TL;DR. This ingredient is used mainly as a conditioning film-former, helping hair and skin feel smoother while adding light moisture-binding and viscosity support.

What does Chocolate: Hydrolysed Gelatin do in a cosmetic formula?

This ingredient is used mainly as a conditioning film-former, helping hair and skin feel smoother while adding light moisture-binding and viscosity support.

Is Chocolate: Hydrolysed Gelatin clean?

From a clean-beauty perspective, it is usually well tolerated, but it has friction for vegan standards and for shoppers who screen out animal-derived materials. Quality controls matter because sourcing and purification determine consistency and residual odor or color.

Is Chocolate: Hydrolysed Gelatin sustainable?

This material is typically made from animal-industry byproducts, so it can make use of existing waste streams but depends on a supply chain with animal welfare and traceability considerations. It is generally biodegradable and not known for environmental persistence.

Is Chocolate: Hydrolysed Gelatin COSMOS-approved?

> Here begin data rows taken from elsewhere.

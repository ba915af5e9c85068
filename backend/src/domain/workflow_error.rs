//! Failure vocabulary of the booking and wallet workflows.

use uuid::Uuid;

use super::booking::{BookingTransitionError, BookingValidationError};
use super::date_range::InvalidDateRange;
use super::error::Error;
use super::money::MoneyError;
use super::ports::{StoreError, UnitOfWorkError, UserDirectoryError};
use super::user::UserId;
use super::wallet::WalletError;

/// Errors raised by workflow orchestration.
///
/// Not-found and domain-invariant failures are terminal for the request;
/// [`WorkflowError::Conflict`] is retryable after reloading state. Every
/// variant aborts the surrounding transaction.
#[derive(Debug, Clone, PartialEq, thiserror::Error)]
pub enum WorkflowError {
    /// The target booking does not exist.
    #[error("booking {booking_id} not found")]
    BookingNotFound {
        /// Requested booking.
        booking_id: Uuid,
    },
    /// The booked property does not exist.
    #[error("property {property_id} not found")]
    PropertyNotFound {
        /// Requested property.
        property_id: Uuid,
    },
    /// The property's business owner is missing from the directory.
    #[error("owner {owner_id} not found")]
    OwnerNotFound {
        /// Missing owner.
        owner_id: UserId,
    },
    /// The client has no wallet.
    #[error("wallet for user {user_id} not found")]
    WalletNotFound {
        /// Wallet owner.
        user_id: UserId,
    },
    /// The requested stay collides with the property's unavailable set.
    #[error("requested dates are no longer available")]
    RangeUnavailable,
    /// The requested stay range is empty or inverted.
    #[error(transparent)]
    InvalidRange(#[from] InvalidDateRange),
    /// The reservation payload failed validation.
    #[error(transparent)]
    Validation(#[from] BookingValidationError),
    /// The requested status change is illegal.
    #[error(transparent)]
    StatusChange(#[from] BookingTransitionError),
    /// The wallet ledger refused the movement.
    #[error(transparent)]
    Ledger(#[from] WalletError),
    /// Money construction or arithmetic failed outside the ledger.
    #[error(transparent)]
    Money(#[from] MoneyError),
    /// The user directory is unreachable.
    #[error(transparent)]
    Directory(#[from] UserDirectoryError),
    /// A concurrent transaction won; retry after reloading.
    #[error("transaction conflict: {message}")]
    Conflict {
        /// Adapter-supplied context.
        message: String,
    },
    /// The backing store failed.
    #[error(transparent)]
    Store(#[from] StoreError),
}

impl From<UnitOfWorkError> for WorkflowError {
    fn from(value: UnitOfWorkError) -> Self {
        match value {
            UnitOfWorkError::Conflict { message } => Self::Conflict { message },
            UnitOfWorkError::Store(error) => Self::Store(error),
        }
    }
}

impl From<WorkflowError> for Error {
    fn from(value: WorkflowError) -> Self {
        let message = value.to_string();
        match value {
            WorkflowError::BookingNotFound { .. }
            | WorkflowError::PropertyNotFound { .. }
            | WorkflowError::OwnerNotFound { .. }
            | WorkflowError::WalletNotFound { .. } => Self::not_found(message),
            WorkflowError::RangeUnavailable | WorkflowError::Conflict { .. } => {
                Self::conflict(message)
            }
            WorkflowError::InvalidRange(_) | WorkflowError::Validation(_) => {
                Self::invalid_request(message)
            }
            WorkflowError::StatusChange(_) => Self::invalid_transition(message),
            WorkflowError::Ledger(WalletError::InsufficientBalance { .. }) => {
                Self::insufficient_balance(message)
            }
            WorkflowError::Ledger(WalletError::Money(_))
            | WorkflowError::Money(MoneyError::CurrencyMismatch { .. }) => {
                Self::currency_mismatch(message)
            }
            WorkflowError::Money(_) => Self::invalid_request(message),
            WorkflowError::Directory(_) | WorkflowError::Store(StoreError::Connection { .. }) => {
                Self::service_unavailable(message)
            }
            WorkflowError::Store(StoreError::Query { .. }) => Self::internal(message),
        }
    }
}
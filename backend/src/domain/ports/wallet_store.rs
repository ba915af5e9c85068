//! Port for wallet persistence.

use async_trait::async_trait;
use uuid::Uuid;

use crate::domain::user::UserId;
use crate::domain::wallet::Wallet;

use super::StoreError;

/// Transactional store for wallet aggregates.
///
/// Updates are optimistic: the staged wallet carries the version it was
/// loaded with, and the unit of work refuses to commit over a newer one.
#[async_trait]
pub trait WalletStore: Send + Sync {
    /// Finds the wallet owned by `user_id`. One wallet exists per user.
    async fn get_by_user_id(&self, user_id: UserId) -> Result<Option<Wallet>, StoreError>;

    /// Finds a wallet by id.
    async fn get_by_id(&self, wallet_id: Uuid) -> Result<Option<Wallet>, StoreError>;

    /// Stages an update to an existing wallet.
    async fn update(&self, wallet: &Wallet) -> Result<(), StoreError>;
}
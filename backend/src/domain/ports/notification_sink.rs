//! Port for outbound notification delivery.

use async_trait::async_trait;

use crate::domain::notifications::Notification;

/// Errors raised by notification sink adapters.
#[derive(Debug, Clone, PartialEq, Eq, thiserror::Error)]
pub enum NotificationSinkError {
    /// The message could not be handed to the delivery channel.
    #[error("notification delivery failed: {message}")]
    Delivery {
        /// Adapter-supplied context.
        message: String,
    },
}

impl NotificationSinkError {
    /// Builds a [`NotificationSinkError::Delivery`].
    pub fn delivery(message: impl Into<String>) -> Self {
        Self::Delivery {
            message: message.into(),
        }
    }
}

/// Fire-and-forget notification channel.
///
/// Enqueueing happens strictly after the workflow's transaction commits.
/// Failures are logged by the caller and never abort or roll back the
/// financial and state changes.
#[cfg_attr(test, mockall::automock)]
#[async_trait]
pub trait NotificationSink: Send + Sync {
    /// Queues a notification for delivery.
    async fn enqueue(&self, notification: &Notification) -> Result<(), NotificationSinkError>;
}
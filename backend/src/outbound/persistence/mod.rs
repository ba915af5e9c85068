//! Store adapters behind the domain's transactional ports.

pub mod memory;

pub use self::memory::MemoryBackend;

This ingredient is generally not aligned with COSMOS-natural or COSMOS-organic because materials obtained from slaughtered animals are not accepted. Its biodegradability is favorable, but the animal-derived feedstock limits its Green Chemistry fit for many natural-standard frameworks.

How does Chocolate: Hydrolysed Gelatin work chemically?

The molecule is not a single defined structure, but a mixture of water-soluble peptides with amino, carboxyl, and amide groups that can bind water and form a light surface film. It is commonly used at low single-digit percentages in rinse-off and leave-on formulas, and formulators usually pair it with preservatives because peptide-rich aqueous systems can support microbial growth.